Estación verano

David Almorza

Crisis de verano

En verano son dos las crisis principales: la crisis de los cuarenta y la crisis económica. La primera es la responsable de las operaciones salida y también de los atascos de la temporada veraniega en muchas ciudades. Y es cierto, porque en cuanto llegan los cuarenta (grados, evidentemente, porque estamos hablando de la crisis de los cuarenta grados centígrados) en el termómetro, es saludable y conveniente viajar y trasladarse, si es posible, a zonas más frescas.
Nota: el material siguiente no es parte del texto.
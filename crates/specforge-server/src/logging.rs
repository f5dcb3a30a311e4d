//! Logging initialization and configuration.
//!
//! This module provides environment-aware logging setup:
//! - **Production**: JSON logs to rolling files + compact logs to stdout
//! - **Development**: Pretty logs to stdout with span events

use std::path::Path;
use std::sync::OnceLock;

use specforge_core::config::LoggingConfig;
use tracing_appender::non_blocking::WorkerGuard;
use tracing_appender::rolling::{RollingFileAppender, Rotation};
use tracing_subscriber::fmt::format::FmtSpan;
use tracing_subscriber::{layer::SubscriberExt, util::SubscriberInitExt, EnvFilter};

/// Environment variable overriding the configured level.
pub const LOG_LEVEL_ENV: &str = "SPECFORGE_LOG_LEVEL";

/// Base name of the rolling log files.
const LOG_FILE_PREFIX: &str = "specforge";

/// Static guards to keep non-blocking writers alive.
/// These must persist for the lifetime of the program.
static FILE_GUARD: OnceLock<WorkerGuard> = OnceLock::new();
static STDOUT_GUARD: OnceLock<WorkerGuard> = OnceLock::new();

/// Initialize the logging system from the `[logging]` configuration section.
///
/// The filter comes from `RUST_LOG` when set, then `SPECFORGE_LOG_LEVEL`,
/// then `logging.level`.
///
/// # Production Mode
///
/// - Logs to rolling daily files in `logging.directory`
/// - Also logs to stdout for journal capture
/// - JSON format in files, compact format without ANSI colors on stdout
///
/// # Development Mode
///
/// - Logs to stdout only with pretty formatting and span events
///
/// # Errors
///
/// Returns an error if the env filter cannot be parsed or the log directory
/// cannot be created.
pub fn init(config: &LoggingConfig) -> anyhow::Result<()> {
    let log_level = std::env::var(LOG_LEVEL_ENV).unwrap_or_else(|_| config.level.clone());

    let env_filter =
        EnvFilter::try_from_default_env().or_else(|_| EnvFilter::try_new(&log_level))?;

    if config.production {
        init_production(env_filter, &config.directory)?;
    } else {
        init_development(env_filter);
    }

    Ok(())
}

/// Initialize production logging with file + stdout output.
fn init_production(env_filter: EnvFilter, log_dir: &Path) -> anyhow::Result<()> {
    std::fs::create_dir_all(log_dir)?;

    let file_appender = RollingFileAppender::new(Rotation::DAILY, log_dir, LOG_FILE_PREFIX);
    let (non_blocking_file, file_guard) = tracing_appender::non_blocking(file_appender);
    let (non_blocking_stdout, stdout_guard) = tracing_appender::non_blocking(std::io::stdout());

    let file_layer = tracing_subscriber::fmt::layer()
        .json()
        .with_writer(non_blocking_file)
        .with_target(true)
        .with_thread_ids(true)
        .with_file(true)
        .with_line_number(true);

    let stdout_layer = tracing_subscriber::fmt::layer()
        .compact()
        .with_writer(non_blocking_stdout)
        .with_target(true)
        .with_ansi(false);

    tracing_subscriber::registry()
        .with(env_filter)
        .with(file_layer)
        .with(stdout_layer)
        .init();

    let _ = FILE_GUARD.set(file_guard);
    let _ = STDOUT_GUARD.set(stdout_guard);

    Ok(())
}

/// Initialize development logging with pretty stdout output.
fn init_development(env_filter: EnvFilter) {
    let stdout_layer = tracing_subscriber::fmt::layer()
        .pretty()
        .with_target(true)
        .with_thread_ids(false)
        .with_file(true)
        .with_line_number(true)
        .with_span_events(FmtSpan::NEW | FmtSpan::CLOSE);

    tracing_subscriber::registry()
        .with(env_filter)
        .with(stdout_layer)
        .init();
}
En cuanto a la crisis económica de verano, no se refiere a los actuales debates nacionales sobre la existencia o no de esta crisis. No estoy preparado para ellos. De hecho sólo sé que cuando el IPC sube es una mala cosa que además afecta directamente al mercado de valores, que viene a ser el valor que hay que tener para ir al mercado con estos precios. Una versión más localista del IPC, y que también es una referencia económica, es el Índice de Precios de la Caballa, que se establece en La Palma Street.

La crisis económica aparece cuando llega el verano porque se gasta más, tanto por comprar más cosas, como porque las cosas que se compran están más caras. Los guiris (y el turismo es pieza clave para la economía del país) ya casi entienden con facilidad los precios de los productos gracias a la llegada de la moneda única europea. A propósito, está muy bien que en Euro-pa se haya escogido el Euro como moneda única. Habría que hacer algo parecido, y también de fácil asociación de ideas, en los demás continentes.

La crisis económica también tiene su moneda, y aparece justo después del verano. Cuanto más se usa indica que mayor es la crisis. La moneda es el Melo, o en su denominación completa: me-lo-apuntas-que-ya-te-lo-pago.